Assignment: Output every line of the material exactly.

Supplied records:
○ ○ ○ ○ ○

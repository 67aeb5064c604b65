//! Shape generation for 2D primitives
//!
//! Turns a snapshot into an ordered list of draw commands. Backends just
//! replay the list, so everything about layout is testable here.

use glam::Vec2;

use crate::consts::{ENEMY_RADIUS, PROJECTILE_RADIUS};
use crate::sim::Snapshot;

pub const PLAYER_COLOR: &str = "#4A90E2";
pub const ENEMY_COLOR: &str = "#E74C3C";
pub const PROJECTILE_COLOR: &str = "#F1C40F";
pub const BAR_BACK_COLOR: &str = "#FF0000";
pub const BAR_FILL_COLOR: &str = "#00FF00";

/// Health bar dimensions and offset above the body centre
#[derive(Debug, Clone, Copy)]
pub struct BarStyle {
    pub width: f32,
    pub height: f32,
    pub lift: f32,
}

pub const PLAYER_BAR: BarStyle = BarStyle {
    width: 40.0,
    height: 5.0,
    lift: 30.0,
};

pub const ENEMY_BAR: BarStyle = BarStyle {
    width: 30.0,
    height: 4.0,
    lift: 25.0,
};

/// One drawing operation
#[derive(Debug, Clone, PartialEq)]
pub enum DrawCommand {
    Clear {
        width: f32,
        height: f32,
    },
    Circle {
        center: Vec2,
        radius: f32,
        color: &'static str,
    },
    Rect {
        origin: Vec2,
        size: Vec2,
        color: &'static str,
    },
}

/// Background and fill rectangles for a health bar over `center`
pub fn health_bar(center: Vec2, fraction: f32, style: BarStyle) -> [DrawCommand; 2] {
    let origin = Vec2::new(center.x - style.width / 2.0, center.y - style.lift);
    [
        DrawCommand::Rect {
            origin,
            size: Vec2::new(style.width, style.height),
            color: BAR_BACK_COLOR,
        },
        DrawCommand::Rect {
            origin,
            size: Vec2::new(style.width * fraction.clamp(0.0, 1.0), style.height),
            color: BAR_FILL_COLOR,
        },
    ]
}

/// Full frame: clear, projectiles, enemies (with bars), then the player on top
pub fn frame_commands(snapshot: &Snapshot) -> Vec<DrawCommand> {
    let mut commands =
        Vec::with_capacity(1 + snapshot.projectiles.len() + snapshot.enemies.len() * 3 + 3);

    commands.push(DrawCommand::Clear {
        width: snapshot.field_width,
        height: snapshot.field_height,
    });

    for projectile in &snapshot.projectiles {
        commands.push(DrawCommand::Circle {
            center: projectile.pos,
            radius: PROJECTILE_RADIUS,
            color: PROJECTILE_COLOR,
        });
    }

    for enemy in &snapshot.enemies {
        commands.push(DrawCommand::Circle {
            center: enemy.pos,
            radius: ENEMY_RADIUS,
            color: ENEMY_COLOR,
        });
        commands.extend(health_bar(enemy.pos, enemy.health_fraction(), ENEMY_BAR));
    }

    let player = &snapshot.player;
    commands.push(DrawCommand::Circle {
        center: player.pos,
        radius: player.radius,
        color: PLAYER_COLOR,
    });
    commands.extend(health_bar(player.pos, player.health_fraction(), PLAYER_BAR));

    commands
}

#[cfg(test)]
mod tests {
    use super::*;
    use crate::config::GameConfig;
    use crate::sim::{IntentSet, SimulationState, TickInput, build_snapshot, fire, tick};

    #[test]
    fn test_health_bar_geometry() {
        let [back, fill] = health_bar(Vec2::new(400.0, 300.0), 0.5, PLAYER_BAR);
        assert_eq!(
            back,
            DrawCommand::Rect {
                origin: Vec2::new(380.0, 270.0),
                size: Vec2::new(40.0, 5.0),
                color: BAR_BACK_COLOR,
            }
        );
        assert_eq!(
            fill,
            DrawCommand::Rect {
                origin: Vec2::new(380.0, 270.0),
                size: Vec2::new(20.0, 5.0),
                color: BAR_FILL_COLOR,
            }
        );
    }

    #[test]
    fn test_draw_order() {
        let mut state = SimulationState::default();
        state.spawn_enemy_at(Vec2::new(100.0, 100.0));
        fire(&mut state, Some(Vec2::new(0.0, 0.0)));
        let commands = frame_commands(&build_snapshot(&state));

        // clear, 1 projectile, enemy + 2 bars, player + 2 bars
        assert_eq!(commands.len(), 8);
        assert!(matches!(commands[0], DrawCommand::Clear { width, height } if width == 800.0 && height == 600.0));
        assert!(matches!(commands[1], DrawCommand::Circle { color: PROJECTILE_COLOR, .. }));
        assert!(matches!(commands[2], DrawCommand::Circle { color: ENEMY_COLOR, .. }));
        assert!(matches!(commands[5], DrawCommand::Circle { color: PLAYER_COLOR, radius, .. } if radius == 20.0));
    }

    #[test]
    fn test_player_drawn_at_configured_radius() {
        let config = GameConfig {
            player_radius: 35.0,
            ..Default::default()
        };
        let mut state = SimulationState::new(config);
        let mut intent = IntentSet::default();
        intent.left = true;
        let input = TickInput {
            intent,
            ..Default::default()
        };
        for _ in 0..200 {
            tick(&mut state, &input, 16.0);
        }

        let commands = frame_commands(&build_snapshot(&state));
        let drawn = commands
            .iter()
            .find_map(|c| match c {
                DrawCommand::Circle { center, radius, color: PLAYER_COLOR } => Some((*center, *radius)),
                _ => None,
            })
            .unwrap();
        // Clamped against the wall by exactly the radius it is drawn with
        assert_eq!(drawn, (Vec2::new(35.0, 300.0), 35.0));
    }

    #[test]
    fn test_empty_bar_at_zero_health() {
        let mut state = SimulationState::default();
        state.player.take_damage(500.0);
        let commands = frame_commands(&build_snapshot(&state));
        let fill = commands.last().unwrap();
        assert!(matches!(fill, DrawCommand::Rect { size, .. } if size.x == 0.0));
    }
}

○ ○ ○ ○ ○

Output:
repository 67aeb5064c604b65
//! Shape generation for 2D primitives
//!
//! Turns a snapshot into an ordered list of draw commands. Backends just
//! replay the list, so everything about layout is testable here.

use glam::Vec2;

use crate::consts::{ENEMY_RADIUS, PROJECTILE_RADIUS};
use crate::sim::Snapshot;

pub const PLAYER_COLOR: &str = "#4A90E2";
pub const ENEMY_COLOR: &str = "#E74C3C";
pub const PROJECTILE_COLOR: &str = "#F1C40F";
pub const BAR_BACK_COLOR: &str = "#FF0000";
pub const BAR_FILL_COLOR: &str = "#00FF00";

/// Health bar dimensions and offset above the body centre
#[derive(Debug, Clone, Copy)]
pub struct BarStyle {
    pub width: f32,
    pub height: f32,
    pub lift: f32,
}

pub const PLAYER_BAR: BarStyle = BarStyle {
    width: 40.0,
    height: 5.0,
    lift: 30.0,
};

pub const ENEMY_BAR: BarStyle = BarStyle {
    width: 30.0,
    height: 4.0,
    lift: 25.0,
};

/// One drawing operation
#[derive(Debug, Clone, PartialEq)]
pub enum DrawCommand {
    Clear {
        width: f32,
        height: f32,
    },
    Circle {
        center: Vec2,
        radius: f32,
        color: &'static str,
    },
    Rect {
        origin: Vec2,
        size: Vec2,
        color: &'static str,
    },
}

/// Background and fill rectangles for a health bar over `center`
pub fn health_bar(center: Vec2, fraction: f32, style: BarStyle) -> [DrawCommand; 2] {
    let origin = Vec2::new(center.x - style.width / 2.0, center.y - style.lift);
    [
        DrawCommand::Rect {
            origin,
            size: Vec2::new(style.width, style.height),
            color: BAR_BACK_COLOR,
        },
        DrawCommand::Rect {
            origin,
            size: Vec2::new(style.width * fraction.clamp(0.0, 1.0), style.height),
            color: BAR_FILL_COLOR,
        },
    ]
}

/// Full frame: clear, projectiles, enemies (with bars), then the player on top
pub fn frame_commands(snapshot: &Snapshot) -> Vec<DrawCommand> {
    let mut commands =
        Vec::with_capacity(1 + snapshot.projectiles.len() + snapshot.enemies.len() * 3 + 3);

    commands.push(DrawCommand::Clear {
        width: snapshot.field_width,
        height: snapshot.field_height,
    });

    for projectile in &snapshot.projectiles {
        commands.push(DrawCommand::Circle {
            center: projectile.pos,
            radius: PROJECTILE_RADIUS,
            color: PROJECTILE_COLOR,
        });
    }

    for enemy in &snapshot.enemies {
        commands.push(DrawCommand::Circle {
            center: enemy.pos,
            radius: ENEMY_RADIUS,
            color: ENEMY_COLOR,
        });
        commands.extend(health_bar(enemy.pos, enemy.health_fraction(), ENEMY_BAR));
    }

    let player = &snapshot.player;
    commands.push(DrawCommand::Circle {
        center: player.pos,
        radius: player.radius,
        color: PLAYER_COLOR,
    });
    commands.extend(health_bar(player.pos, player.health_fraction(), PLAYER_BAR));

    commands
}

#[cfg(test)]
mod tests {
    use super::*;
    use crate::config::GameConfig;
    use crate::sim::{IntentSet, SimulationState, TickInput, build_snapshot, fire, tick};

    #[test]
    fn test_health_bar_geometry() {
        let [back, fill] = health_bar(Vec2::new(400.0, 300.0), 0.5, PLAYER_BAR);
        assert_eq!(
            back,
            DrawCommand::Rect {
                origin: Vec2::new(380.0, 270.0),
                size: Vec2::new(40.0, 5.0),
                color: BAR_BACK_COLOR,
            }
        );
        assert_eq!(
            fill,
            DrawCommand::Rect {
                origin: Vec2::new(380.0, 270.0),
                size: Vec2::new(20.0, 5.0),
                color: BAR_FILL_COLOR,
            }
        );
    }

    #[test]
    fn test_draw_order() {
        let mut state = SimulationState::default();
        state.spawn_enemy_at(Vec2::new(100.0, 100.0));
        fire(&mut state, Some(Vec2::new(0.0, 0.0)));
        let commands = frame_commands(&build_snapshot(&state));

        // clear, 1 projectile, enemy + 2 bars, player + 2 bars
        assert_eq!(commands.len(), 8);
        assert!(matches!(commands[0], DrawCommand::Clear { width, height } if width == 800.0 && height == 600.0));
        assert!(matches!(commands[1], DrawCommand::Circle { color: PROJECTILE_COLOR, .. }));
        assert!(matches!(commands[2], DrawCommand::Circle { color: ENEMY_COLOR, .. }));
        assert!(matches!(commands[5], DrawCommand::Circle { color: PLAYER_COLOR, radius, .. } if radius == 20.0));
    }

    #[test]
    fn test_player_drawn_at_configured_radius() {
        let config = GameConfig {
            player_radius: 35.0,
            ..Default::default()
        };
        let mut state = SimulationState::new(config);
        let mut intent = IntentSet::default();
        intent.left = true;
        let input = TickInput {
            intent,
            ..Default::default()
        };
        for _ in 0..200 {
            tick(&mut state, &input, 16.0);
        }

        let commands = frame_commands(&build_snapshot(&state));
        let drawn = commands
            .iter()
            .find_map(|c| match c {
                DrawCommand::Circle { center, radius, color: PLAYER_COLOR } => Some((*center, *radius)),
                _ => None,
            })
            .unwrap();
        // Clamped against the wall by exactly the radius it is drawn with
        assert_eq!(drawn, (Vec2::new(35.0, 300.0), 35.0));
    }

    #[test]
    fn test_empty_bar_at_zero_health() {
        let mut state = SimulationState::default();
        state.player.take_damage(500.0);
        let commands = frame_commands(&build_snapshot(&state));
        let fill = commands.last().unwrap();
        assert!(matches!(fill, DrawCommand::Rect { size, .. } if size.x == 0.0));
    }
}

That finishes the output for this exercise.